El hospicio final
Si fuese una reina fraguada por el dramaturgo inglés William Shakespeare, ella diría: “Dios, haciendo rosas, hizo mi cara”. Pero Alejandra Muchenic, correntina de 34 años, tiene grietas en las mejillas, moradas tanto por el frío como por el vino púrpura que sorbe apaisadamente de un te-trabrick. Está sentada con aires de dama antigua sobre un colchón ajado y hediondo dispuesto a centímetros de un árbol del Parque Rivadavia, en el barrio porteño de Caballito. A su lado, tres bolsas de supermercado guardan el preciado botín conseguido durante la mañana: latas y botellas. “Tengo comprador”, anuncia con simpática altivez. Es homeless. Vive sin techo, bajo el cielo y la copa de los árboles, desde los 22, cuando lo perdió todo. Sin embargo, asegura en tono imperante, como majestad del parque, que esta vida le da “paz y libertad” y que “lo mejor de todo es no tener que rendirle cuentas a nadie”.

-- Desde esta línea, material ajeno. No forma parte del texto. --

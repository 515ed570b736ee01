//! Wiring of the backend clients and the session context

use std::sync::Arc;

use anyhow::{Context, Result};

use crate::api::{BearerToken, GoTrueAuth, MemoryBackend, RestClient, TableClient};
use crate::auth::{SessionClient, SessionContext};
use crate::config::Config;
use crate::config::models::env;
use crate::survey::demo;

/// Everything a page or command needs to talk to the backend
#[derive(Clone)]
pub struct Services {
    pub session: Arc<SessionContext>,
    pub client: Arc<dyn TableClient>,
}

impl Services {
    /// Real backend from the stored settings (or their environment overrides),
    /// with the session persisted in the local config database
    pub async fn connect(config: &Config) -> Result<Self> {
        let backend = config.backend().await?.with_context(|| {
            format!(
                "No backend configured. Run 'hseit-risk backend set' or set {} and {}",
                env::BACKEND_URL,
                env::ANON_KEY
            )
        })?;
        log::info!("Using backend {}", backend.url);

        let bearer = BearerToken::new();
        let client = RestClient::new(backend.clone(), bearer.clone()).context("Failed to build REST client")?;
        let auth = GoTrueAuth::new(backend).context("Failed to build auth client")?;
        let session = Arc::new(SessionContext::new(Arc::new(auth), bearer).with_store(Arc::new(config.clone())));
        let client = SessionClient::new(session.clone(), Arc::new(client));

        Ok(Self {
            session,
            client: Arc::new(client),
        })
    }

    /// Offline backend seeded with demo accounts, questions and areas
    pub fn demo() -> Self {
        let backend = MemoryBackend::new();
        demo::seed(&backend);
        log::info!("Using in-memory demo backend");

        let session = Arc::new(SessionContext::new(Arc::new(backend.clone()), BearerToken::new()));
        let client = SessionClient::new(session.clone(), Arc::new(backend));
        Self {
            session,
            client: Arc::new(client),
        }
    }
}

#[cfg(test)]
mod tests {
    use super::*;
    use crate::auth::SessionState;

    #[tokio::test]
    async fn test_demo_accounts_can_sign_in() {
        let services = Services::demo();
        assert_eq!(services.session.init().await, SessionState::SignedOut);

        let user = services
            .session
            .sign_in(demo::ADMIN_EMAIL, demo::DEMO_PASSWORD)
            .await
            .unwrap();
        let role = crate::auth::lookup_role(services.client.as_ref(), &user.id).await;
        assert!(role.is_admin);
    }

    #[tokio::test]
    async fn test_connect_requires_backend() {
        let config = Config::new_test().await.unwrap();
        // Only meaningful when the override variables are not set in the environment
        if std::env::var(env::BACKEND_URL).is_err() || std::env::var(env::ANON_KEY).is_err() {
            assert!(Services::connect(&config).await.is_err());
        }
    }
}
//! Area registry (admin only): list, add and delete organisational areas

use crossterm::event::KeyCode;
use ratatui::style::{Style, Stylize};
use ratatui::text::{Line, Span};

use crate::api::AuthUser;
use crate::survey::repository::{areas, profiles};
use crate::survey::{Area, NewArea, Profile, ValidationError};
use crate::tui::apps::{error_text, page_header};
use crate::tui::{
    App, AppContext, Command, Element, LayoutConstraint, ListItem, ListState, Notice, Resource, Subscription,
    TextInputState, Theme,
};

pub struct AreaRegistryApp;

impl ListItem for Area {
    fn to_element<Msg>(&self, is_selected: bool, theme: &Theme) -> Element<Msg> {
        let name_style = if is_selected {
            Style::default().fg(theme.accent_primary).bold()
        } else {
            Style::default().fg(theme.text_primary)
        };
        let by = self.cadastrado_por_nome.as_deref().unwrap_or("-");
        let org = self.organizacao.as_deref().filter(|o| !o.is_empty()).unwrap_or("-");
        Element::styled_text(Line::from(vec![
            Span::styled(format!(" {:<30}", self.nome_area), name_style),
            Span::styled(format!("{}  ·  por {}", org, by), theme.muted()),
        ]))
    }
}

#[derive(Debug, Clone)]
pub struct State {
    areas: Resource<Vec<Area>>,
    list_state: ListState,
    name: String,
    name_input: TextInputState,
    saving: bool,
}

impl Default for State {
    fn default() -> Self {
        Self {
            areas: Resource::Loading,
            list_state: ListState::with_selection(),
            name: String::new(),
            name_input: TextInputState::new(),
            saving: false,
        }
    }
}

#[derive(Debug, Clone)]
pub enum Msg {
    Loaded(Result<Vec<Area>, String>),
    NameEvent(KeyCode),
    Add,
    Added(Result<(), String>),
    ListNavigate(KeyCode),
    ListSelect(usize),
    DeleteSelected,
    Deleted(Result<(), String>),
    Reload,
}

/// Creator name stamped on new rows: profile name, then e-mail
fn creator_name(profile_name: Option<String>, user: &AuthUser) -> String {
    profile_name
        .filter(|name| !name.trim().is_empty())
        .or_else(|| user.email.clone())
        .unwrap_or_else(|| "Usuário".to_string())
}

fn load(ctx: &AppContext) -> Command<Msg> {
    let client = ctx.client.clone();
    Command::perform(
        async move { areas::list_recent(client.as_ref()).await.map_err(|e| error_text(&e)) },
        Msg::Loaded,
    )
}

impl App for AreaRegistryApp {
    type State = State;
    type Msg = Msg;

    fn init(ctx: &AppContext) -> (State, Command<Msg>) {
        (State::default(), Command::batch(vec![load(ctx), Command::set_focus("area-name")]))
    }

    fn update(state: &mut State, msg: Msg, ctx: &AppContext) -> Command<Msg> {
        match msg {
            Msg::Loaded(Ok(list)) => {
                state.list_state.clamp(list.len());
                state.areas = Resource::Success(list);
                Command::None
            }
            Msg::Loaded(Err(e)) => {
                state.areas = Resource::Failure(e.clone());
                Command::notify(Notice::error(format!("Erro ao carregar áreas: {}", e)))
            }
            Msg::Reload => {
                state.areas = Resource::Loading;
                load(ctx)
            }
            Msg::NameEvent(key) => {
                state.name_input.apply(key, &mut state.name);
                Command::None
            }
            Msg::Add => {
                if state.saving {
                    return Command::None;
                }
                let name = state.name.trim().to_string();
                if name.is_empty() {
                    return Command::notify(Notice::warning(ValidationError::EmptyAreaName.to_string()));
                }
                let Some(user) = ctx.user() else {
                    return Command::None;
                };
                state.saving = true;
                let client = ctx.client.clone();
                Command::perform(
                    async move {
                        let profile = match profiles::get(client.as_ref(), &user.id).await {
                            Ok(profile) => profile.unwrap_or_default(),
                            Err(e) => {
                                log::warn!("Profile lookup failed for {}, stamping area without it: {:#}", user.id, e);
                                Profile::default()
                            }
                        };
                        let area = NewArea {
                            nome_area: name,
                            organizacao: profile.organization.unwrap_or_default(),
                            cadastrado_por: user.id.clone(),
                            cadastrado_por_nome: creator_name(profile.full_name, &user),
                        };
                        areas::insert(client.as_ref(), &area).await
                    },
                    |result: anyhow::Result<()>| Msg::Added(result.map_err(|e| error_text(&e))),
                )
            }
            Msg::Added(Ok(())) => {
                state.saving = false;
                state.name.clear();
                state.name_input.reset();
                Command::batch(vec![
                    Command::notify(Notice::success("Área cadastrada com sucesso!")),
                    load(ctx),
                ])
            }
            Msg::Added(Err(e)) => {
                state.saving = false;
                Command::notify(Notice::error(format!("Erro ao cadastrar área: {}", e)))
            }
            Msg::ListNavigate(key) => {
                let count = state.areas.to_option().map(Vec::len).unwrap_or(0);
                state.list_state.handle_key(key, count);
                Command::None
            }
            Msg::ListSelect(index) => {
                state.list_state.select(Some(index));
                Command::None
            }
            Msg::DeleteSelected => {
                let selected = state
                    .areas
                    .to_option()
                    .zip(state.list_state.selected())
                    .and_then(|(list, i)| list.get(i))
                    .map(|area| area.id.clone());
                let Some(id) = selected else {
                    return Command::None;
                };
                let client = ctx.client.clone();
                Command::perform(
                    async move { areas::delete(client.as_ref(), &id).await.map_err(|e| error_text(&e)) },
                    Msg::Deleted,
                )
            }
            Msg::Deleted(Ok(())) => Command::batch(vec![
                Command::notify(Notice::success("Área excluída com sucesso!")),
                load(ctx),
            ]),
            Msg::Deleted(Err(e)) => Command::notify(Notice::error(format!("Erro ao excluir área: {}", e))),
        }
    }

    fn view(state: &State, _ctx: &AppContext, theme: &Theme) -> Element<Msg> {
        let form = Element::row(Vec::new())
            .add(
                Element::panel(
                    Element::text_input("area-name", &state.name, &state.name_input)
                        .placeholder("Ex.: Recursos Humanos")
                        .on_change(Msg::NameEvent)
                        .on_submit(Msg::Add)
                        .build(),
                )
                .title("Nome da área")
                .build(),
                LayoutConstraint::Fill(3),
            )
            .add(
                Element::button("area-add", if state.saving { "Salvando..." } else { "Cadastrar" })
                    .on_press(Msg::Add)
                    .build(),
                LayoutConstraint::Fill(1),
            )
            .build();

        let listing = match &state.areas {
            Resource::Success(list) if list.is_empty() => Element::styled("Nenhuma área cadastrada ainda", theme.muted()),
            Resource::Success(list) => Element::list("area-list", list, &state.list_state, theme)
                .on_select(Msg::ListSelect)
                .on_navigate(Msg::ListNavigate)
                .on_activate(Msg::DeleteSelected)
                .build(),
            Resource::Failure(e) => Element::styled(format!("Erro: {}", e), Style::default().fg(theme.accent_error)),
            Resource::Loading | Resource::NotAsked => Element::styled("Carregando...", theme.muted()),
        };
        let count = state.areas.to_option().map(Vec::len).unwrap_or(0);

        Element::container(
            Element::column(Vec::new())
                .add(
                    page_header("Cadastrar Áreas", "Cadastre as áreas e setores da organização", theme),
                    LayoutConstraint::Length(2),
                )
                .add(form, LayoutConstraint::Length(3))
                .add(
                    Element::panel(listing)
                        .title(format!("Áreas cadastradas ({}) · Enter/Del exclui", count))
                        .build(),
                    LayoutConstraint::Fill(1),
                )
                .build(),
        )
        .build()
    }

    fn subscriptions(_state: &State) -> Vec<Subscription<Msg>> {
        vec![
            Subscription::keyboard(KeyCode::Delete, "Excluir área", Msg::DeleteSelected),
            Subscription::ctrl_key(KeyCode::Char('r'), "Recarregar", Msg::Reload),
        ]
    }

    fn title() -> &'static str {
        "Cadastrar Áreas"
    }
}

Su pareja actual, Juan Espinosa, vendrá más tarde con pan y una sonrisa hilarante que le altera el rostro. Pero todavía no llega. Entonces Alejandra habla de sus dos hijos que están en custodia del juez: ”Yo no puedo tenerlos conmigo, la calle es dura para los chicos; además, el turro de mi marido no pintó más”. A veces, cuando conversa, su mirada se pierde, sus ojos se aquietan emulando a los de un pez, y adquiere una postura impasible, de una frialdad mustia. El clima ayuda a su estado: nublado y frío, con posibilidad de lluvias a partir de la noche. Es de esos días en que Buenos Aires parece el veloz noticiero en blanco y negro Sucesos Argentinos, pero proyectado en cámara lenta.
Por el parque pululan otros sin techo. Hay uno que se pasea raudamente con su carrito último modelo -los de Disco y COTO están en boga-, transportando el tubo de un televisor y emitiendo un soliloquio ininteligible. Otros tres, sentados al pie de la reja que bordea su árbol/casa, de barbas tupidas y trajes raídos, brindan en esa sala VIP con vasitos de plástico por las mujeres que derrochan simpatía, porque tienen con qué y porque sí.
Ahora
llega Juan y su mueca de gelatina. Comienzan una caminata sosegada y, en los
interregnos de la sinfonía rimbombante
de los bocinazos que los automovilistas dan antes de cada señal verde del
semáforo, prodigan entre ellos frases de amor. También se pasan el vino.
“Tomamos poquito, si sentimos que empieza la curda, dejamos”, afirma Juan con
cándido disimulo. Unos chicos, enfundados en sucios delantales, pasan cerca
insultando desaforados. En el centro de la plaza, un grupo de adolescentes en
hermética ronda comparte un cigarrillo de marihuana. Y, como el vino que
procuran los indigentes, es casi la soma que en Un Mundo Feliz,
novela del británico Aldous Huxley, los individuos tenían a su alcance: una
droga perfecta que los aparta de la realidad.
Alejandra y Juan ingresan a las galerías que forman los puestos verdes de venta de libros y discos usados, fácil laberinto para ellos, y al rato salen encauzándose hacia las inmediaciones de una obra de la Municipalidad. Paran frente a un graffiti, pintado con aerosol negro en las chapas que aíslan a los trabajadores, y parecen leer la palabra o sinopsis factible de la vida en la calle, ese hospicio final: “Manicomio”. Enseguida ríen, y la eufonía urbana los corona, los silencia.